During the investigations, items such as smartphones worth a total of €15.3 million, a yacht valued at €3 million, and €1.2 million in cash and cryptocurrencies were seized. Several luxury cars, including a Rolls-Royce, a BMW, and a Range Rover, were also confiscated. Additionally, jewelry, luxury watches, and 2.5 kilograms of gold were found in the suspects' residences.
The operation, which EPPO announced on Thursday, targeted an alleged criminal organization accused of orchestrating a massive VAT fraud of €195 million through the sale of smartphones, small electronic devices, and face masks.
Led by the EPPO's investigative team Midas, over 180 searches were conducted, and 14 individuals were arrested in 17 countries (Albania, Austria, Croatia, Cyprus, Czech Republic, Estonia, Germany, Hungary, Italy, Malta, the Netherlands, Poland, Portugal, Slovakia, Slovenia, Sweden, and the United Kingdom). The investigation was supported by over 680 tax and police investigators.

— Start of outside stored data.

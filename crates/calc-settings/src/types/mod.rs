//! Settings type definitions.
//!
//! Every type uses `#[serde(rename_all = "camelCase", default)]`, so a
//! partial JSON file only needs the keys it changes.

mod logging;
mod relay;
mod server;

pub use logging::*;
pub use relay::*;
pub use server::*;

use serde::{Deserialize, Serialize};

/// Root settings type.
///
/// ```json
/// {
///   "server": { "port": 9999 },
///   "relay": { "sessionMode": "persistent" },
///   "logging": { "level": "debug" }
/// }
/// ```
#[derive(Clone, Debug, Default, PartialEq, Serialize, Deserialize)]
#[serde(rename_all = "camelCase", default)]
pub struct CalcSettings {
    /// Stream server settings.
    pub server: ServerSettings,
    /// WebSocket relay settings.
    pub relay: RelaySettings,
    /// Logging settings.
    pub logging: LoggingSettings,
}

impl CalcSettings {
    /// Reject combinations that cannot work at runtime.
    pub fn validate(&self) -> crate::Result<()> {
        if self.relay.backend_port == 0 {
            return Err(crate::SettingsError::InvalidValue(
                "relay.backendPort must be non-zero".into(),
            ));
        }
        if self.server.max_frame_bytes == 0 {
            return Err(crate::SettingsError::InvalidValue(
                "server.maxFrameBytes must be non-zero".into(),
            ));
        }
        if self.relay.backend_timeout_ms == 0 {
            return Err(crate::SettingsError::InvalidValue(
                "relay.backendTimeoutMs must be non-zero".into(),
            ));
        }
        Ok(())
    }
}
//! Turn one inbound WebSocket message into one outbound reply.

use calc_core::RequestError;
use serde_json::{Value, json};
use tracing::debug;

use crate::backend::BackendLink;

/// Failure reply in the shape of a stream-protocol error response.
pub fn failure(message: impl Into<String>) -> Value {
    json!({"success": false, "error": message.into()})
}

/// Check the raw message against `max_bytes` and UTF-8, then hand it to
/// [`handle_message`].
///
/// Oversized and non-UTF-8 messages are answered in-band like any other
/// malformed request, so the client stays attached.
pub async fn handle_payload(payload: &[u8], max_bytes: usize, link: &mut BackendLink) -> Value {
    if payload.len() > max_bytes {
        debug!(len = payload.len(), max_bytes, "rejecting oversized message");
        return failure(RequestError::FrameTooLarge { max: max_bytes }.to_string());
    }
    match std::str::from_utf8(payload) {
        Ok(text) => handle_message(text, link).await,
        Err(e) => {
            debug!(len = payload.len(), "rejecting non-UTF-8 message");
            failure(format!("Invalid JSON format: {e}"))
        }
    }
}

/// Parse `text` as JSON and forward it through `link`.
///
/// Only JSON syntax is checked here; the stream server decides whether the
/// document is a valid request. Every outcome is a reply for the client.
pub async fn handle_message(text: &str, link: &mut BackendLink) -> Value {
    let request: Value = match serde_json::from_str(text) {
        Ok(value) => value,
        Err(e) => {
            debug!(error = %e, "rejecting malformed message");
            return failure(format!("Invalid JSON format: {e}"));
        }
    };

    let command = request
        .get("command")
        .and_then(Value::as_str)
        .unwrap_or("<none>")
        .to_owned();
    match link.forward(&request).await {
        Ok(reply) => {
            debug!(%command, "relayed");
            reply
        }
        Err(e) => {
            debug!(%command, error = %e, "backend round trip failed");
            failure(e.to_string())
        }
    }
}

The EPPO did not disclose more details on the number of seizures and arrests per country.
The "carousel" VAT fraud is a complex criminal operation that exploits EU rules for cross-border transactions between member states, transactions that are exempt from value-added tax.
Specifically, according to EPPO, a German company has been leading several different VAT fraud schemes since 2017, involving the trade of small electronic goods, including smartphones. The suspects used a chain of sellers who disappeared without fulfilling their tax obligations.
In 2020, the heads of these VAT fraud mechanisms entered the market for protective face masks amid the Covid-19 pandemic. The company managed by the suspects is believed to have purchased masks from a dealer who then vanished. The masks were channeled through various intermediary companies to conceal their final destination.
Although officially based in Hong Kong, the protective masks were actually stored in Germany and remained there until purchased by the German Federal Ministry of Health. The investigation revealed that neither the company at the beginning of the supply chain nor the Hong Kong-based company returned the VAT collected during the sale of the personal masks to the Ministry.
Investigators believe the suspect criminal organization covered its activities through shell companies, "straw men," fake identities, and secret communications.